▸ **Input data**:
▼▼▼

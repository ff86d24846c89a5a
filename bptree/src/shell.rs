//! Line-oriented command shell over a `BTree`.
//!
//! One command per line; the command word is case-insensitive:
//!
//! ```text
//! > PUT 1 hello world
//! OK
//! > GET 1
//! hello world
//! > DEL 1
//! Deleted
//! ```
//!
//! Tree errors are reported on the output and the loop continues.

use std::io::{BufRead, Write};

use crate::storage::{BTree, BTreeError, PageStore};

/// Commands understood by the shell, with their usage lines.
const COMMANDS: &[(&str, &str)] = &[
    ("GET", "Get value by key (Usage: GET <key>)"),
    ("PUT", "Insert or update key-value (Usage: PUT <key> <value>)"),
    ("DEL", "Delete key (Usage: DEL <key>)"),
    ("STATS", "Show tree statistics"),
    ("TREE", "Show tree structure"),
    ("VERIFY", "Check tree invariants"),
    ("help", "Show this help"),
    ("exit", "Exit program"),
];

/// A parsed shell command.
#[derive(Debug, Clone, PartialEq, Eq)]
pub enum Command {
    Get { key: u64 },
    Put { key: u64, value: String },
    Del { key: u64 },
    Stats,
    Tree,
    Verify,
    Help,
    Exit,
}

/// Error returned when a line is not a valid command.
#[derive(Debug, Clone, PartialEq, Eq)]
pub enum ParseError {
    UnknownCommand(String),
    InvalidKey(String),
    MissingValue,
}

impl std::fmt::Display for ParseError {
    fn fmt(&self, f: &mut std::fmt::Formatter<'_>) -> std::fmt::Result {
        match self {
            Self::UnknownCommand(_) => write!(f, "Unknown command. Use 'help'"),
            Self::InvalidKey(_) => write!(f, "Invalid key format. Expected <uint64>"),
            Self::MissingValue => write!(f, "Invalid value format. Expected <string>"),
        }
    }
}

impl std::error::Error for ParseError {}

impl Command {
    /// Parse one input line. Blank lines yield `None`.
    pub fn parse(line: &str) -> Result<Option<Self>, ParseError> {
        let line = line.trim();
        if line.is_empty() {
            return Ok(None);
        }

        let (word, rest) = split_word(line);
        let command = match word.to_ascii_uppercase().as_str() {
            "GET" => Self::Get {
                key: parse_key(rest)?,
            },
            "DEL" => Self::Del {
                key: parse_key(rest)?,
            },
            "PUT" => {
                let (key, value) = split_word(rest);
                let key = parse_key(key)?;
                if value.is_empty() {
                    return Err(ParseError::MissingValue);
                }
                Self::Put {
                    key,
                    value: value.to_string(),
                }
            }
            "STATS" => Self::Stats,
            "TREE" => Self::Tree,
            "VERIFY" => Self::Verify,
            "HELP" => Self::Help,
            "EXIT" => Self::Exit,
            _ => return Err(ParseError::UnknownCommand(word.to_string())),
        };
        Ok(Some(command))
    }
}

fn split_word(text: &str) -> (&str, &str) {
    let text = text.trim_start();
    text.find(char::is_whitespace)
        .map_or((text, ""), |end| (&text[..end], text[end..].trim()))
}

fn parse_key(text: &str) -> Result<u64, ParseError> {
    let (word, _) = split_word(text);
    word.parse().map_err(|_| ParseError::InvalidKey(word.to_string()))
}

/// Result of executing a command.
#[derive(Debug, Clone, PartialEq, Eq)]
pub enum Reply {
    /// Text to print (may span several lines).
    Output(String),
    /// Leave the shell loop.
    Exit,
}

/// Interactive shell owning an open tree.
pub struct Shell<S: PageStore> {
    tree: BTree<S>,
}

impl<S: PageStore> Shell<S> {
    #[must_use]
    pub const fn new(tree: BTree<S>) -> Self {
        Self { tree }
    }

    #[must_use]
    pub const fn tree(&self) -> &BTree<S> {
        &self.tree
    }

    #[must_use]
    pub fn into_tree(self) -> BTree<S> {
        self.tree
    }

    /// Run one command against the tree.
    pub fn execute(&mut self, command: &Command) -> Result<Reply, BTreeError> {
        let text = match command {
            Command::Get { key } => self.tree.get(*key)?.map_or_else(
                || "Not found".to_string(),
                |value| String::from_utf8_lossy(&value).into_owned(),
            ),
            Command::Put { key, value } => {
                self.tree.put(*key, value.as_bytes())?;
                "OK".to_string()
            }
            Command::Del { key } => {
                if self.tree.remove(*key)? {
                    "Deleted".to_string()
                } else {
                    "Key not found".to_string()
                }
            }
            Command::Stats => self.tree.stats().to_string(),
            Command::Tree => self.tree.dump_structure()?.trim_end().to_string(),
            Command::Verify => format!("OK: {}", self.tree.verify()?),
            Command::Help => help_text(),
            Command::Exit => return Ok(Reply::Exit),
        };
        Ok(Reply::Output(text))
    }

    /// Read commands from `input` until `exit` or end of input.
    ///
    /// Only I/O errors on `input`/`output` end the loop early.
    pub fn run<R: BufRead, W: Write>(&mut self, input: R, mut output: W) -> std::io::Result<()> {
        writeln!(output, "Database opened. Type 'help' for commands")?;
        let mut lines = input.lines();

        loop {
            write!(output, "> ")?;
            output.flush()?;
            let Some(line) = lines.next() else {
                writeln!(output)?;
                break;
            };
            let line = line?;

            let command = match Command::parse(&line) {
                Ok(Some(command)) => command,
                Ok(None) => continue,
                Err(e) => {
                    writeln!(output, "{e}")?;
                    continue;
                }
            };

            match self.execute(&command) {
                Ok(Reply::Output(text)) => writeln!(output, "{text}")?,
                Ok(Reply::Exit) => break,
                Err(e) => {
                    let (word, _) = split_word(&line);
                    tracing::error!(command = word, "command failed: {e}");
                    writeln!(output, "Error executing command '{word}': {e}")?;
                }
            }
        }

        Ok(())
    }
}

fn help_text() -> String {
    let mut text = String::from("Available commands:");
    for (name, description) in COMMANDS {
        text.push_str("\n  ");
        text.push_str(name);
        text.push_str(": \t");
        text.push_str(description);
    }
    text
}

▲▲▲

▸ **Task prompt**: Write the material out once more, exactly.

▸ **Final answer**:
repository ff86d24846c89a5a
filename bptree/src/shell.rs
//! Line-oriented command shell over a `BTree`.
//!
//! One command per line; the command word is case-insensitive:
//!
//! ```text
//! > PUT 1 hello world
//! OK
//! > GET 1
//! hello world
//! > DEL 1
//! Deleted
//! ```
//!
//! Tree errors are reported on the output and the loop continues.

use std::io::{BufRead, Write};

use crate::storage::{BTree, BTreeError, PageStore};

/// Commands understood by the shell, with their usage lines.
const COMMANDS: &[(&str, &str)] = &[
    ("GET", "Get value by key (Usage: GET <key>)"),
    ("PUT", "Insert or update key-value (Usage: PUT <key> <value>)"),
    ("DEL", "Delete key (Usage: DEL <key>)"),
    ("STATS", "Show tree statistics"),
    ("TREE", "Show tree structure"),
    ("VERIFY", "Check tree invariants"),
    ("help", "Show this help"),
    ("exit", "Exit program"),
];

/// A parsed shell command.
#[derive(Debug, Clone, PartialEq, Eq)]
pub enum Command {
    Get { key: u64 },
    Put { key: u64, value: String },
    Del { key: u64 },
    Stats,
    Tree,
    Verify,
    Help,
    Exit,
}

/// Error returned when a line is not a valid command.
#[derive(Debug, Clone, PartialEq, Eq)]
pub enum ParseError {
    UnknownCommand(String),
    InvalidKey(String),
    MissingValue,
}

impl std::fmt::Display for ParseError {
    fn fmt(&self, f: &mut std::fmt::Formatter<'_>) -> std::fmt::Result {
        match self {
            Self::UnknownCommand(_) => write!(f, "Unknown command. Use 'help'"),
            Self::InvalidKey(_) => write!(f, "Invalid key format. Expected <uint64>"),
            Self::MissingValue => write!(f, "Invalid value format. Expected <string>"),
        }
    }
}

impl std::error::Error for ParseError {}

impl Command {
    /// Parse one input line. Blank lines yield `None`.
    pub fn parse(line: &str) -> Result<Option<Self>, ParseError> {
        let line = line.trim();
        if line.is_empty() {
            return Ok(None);
        }

        let (word, rest) = split_word(line);
        let command = match word.to_ascii_uppercase().as_str() {
            "GET" => Self::Get {
                key: parse_key(rest)?,
            },
            "DEL" => Self::Del {
                key: parse_key(rest)?,
            },
            "PUT" => {
                let (key, value) = split_word(rest);
                let key = parse_key(key)?;
                if value.is_empty() {
                    return Err(ParseError::MissingValue);
                }
                Self::Put {
                    key,
                    value: value.to_string(),
                }
            }
            "STATS" => Self::Stats,
            "TREE" => Self::Tree,
            "VERIFY" => Self::Verify,
            "HELP" => Self::Help,
            "EXIT" => Self::Exit,
            _ => return Err(ParseError::UnknownCommand(word.to_string())),
        };
        Ok(Some(command))
    }
}

fn split_word(text: &str) -> (&str, &str) {
    let text = text.trim_start();
    text.find(char::is_whitespace)
        .map_or((text, ""), |end| (&text[..end], text[end..].trim()))
}

fn parse_key(text: &str) -> Result<u64, ParseError> {
    let (word, _) = split_word(text);
    word.parse().map_err(|_| ParseError::InvalidKey(word.to_string()))
}

/// Result of executing a command.
#[derive(Debug, Clone, PartialEq, Eq)]
pub enum Reply {
    /// Text to print (may span several lines).
    Output(String),
    /// Leave the shell loop.
    Exit,
}

/// Interactive shell owning an open tree.
pub struct Shell<S: PageStore> {
    tree: BTree<S>,
}

impl<S: PageStore> Shell<S> {
    #[must_use]
    pub const fn new(tree: BTree<S>) -> Self {
        Self { tree }
    }

    #[must_use]
    pub const fn tree(&self) -> &BTree<S> {
        &self.tree
    }

    #[must_use]
    pub fn into_tree(self) -> BTree<S> {
        self.tree
    }

    /// Run one command against the tree.
    pub fn execute(&mut self, command: &Command) -> Result<Reply, BTreeError> {
        let text = match command {
            Command::Get { key } => self.tree.get(*key)?.map_or_else(
                || "Not found".to_string(),
                |value| String::from_utf8_lossy(&value).into_owned(),
            ),
            Command::Put { key, value } => {
                self.tree.put(*key, value.as_bytes())?;
                "OK".to_string()
            }
            Command::Del { key } => {
                if self.tree.remove(*key)? {
                    "Deleted".to_string()
                } else {
                    "Key not found".to_string()
                }
            }
            Command::Stats => self.tree.stats().to_string(),
            Command::Tree => self.tree.dump_structure()?.trim_end().to_string(),
            Command::Verify => format!("OK: {}", self.tree.verify()?),
            Command::Help => help_text(),
            Command::Exit => return Ok(Reply::Exit),
        };
        Ok(Reply::Output(text))
    }

    /// Read commands from `input` until `exit` or end of input.
    ///
    /// Only I/O errors on `input`/`output` end the loop early.
    pub fn run<R: BufRead, W: Write>(&mut self, input: R, mut output: W) -> std::io::Result<()> {
        writeln!(output, "Database opened. Type 'help' for commands")?;
        let mut lines = input.lines();

        loop {
            write!(output, "> ")?;
            output.flush()?;
            let Some(line) = lines.next() else {
                writeln!(output)?;
                break;
            };
            let line = line?;

            let command = match Command::parse(&line) {
                Ok(Some(command)) => command,
                Ok(None) => continue,
                Err(e) => {
                    writeln!(output, "{e}")?;
                    continue;
                }
            };

            match self.execute(&command) {
                Ok(Reply::Output(text)) => writeln!(output, "{text}")?,
                Ok(Reply::Exit) => break,
                Err(e) => {
                    let (word, _) = split_word(&line);
                    tracing::error!(command = word, "command failed: {e}");
                    writeln!(output, "Error executing command '{word}': {e}")?;
                }
            }
        }

        Ok(())
    }
}

fn help_text() -> String {
    let mut text = String::from("Available commands:");
    for (name, description) in COMMANDS {
        text.push_str("\n  ");
        text.push_str(name);
        text.push_str(": \t");
        text.push_str(description);
    }
    text
}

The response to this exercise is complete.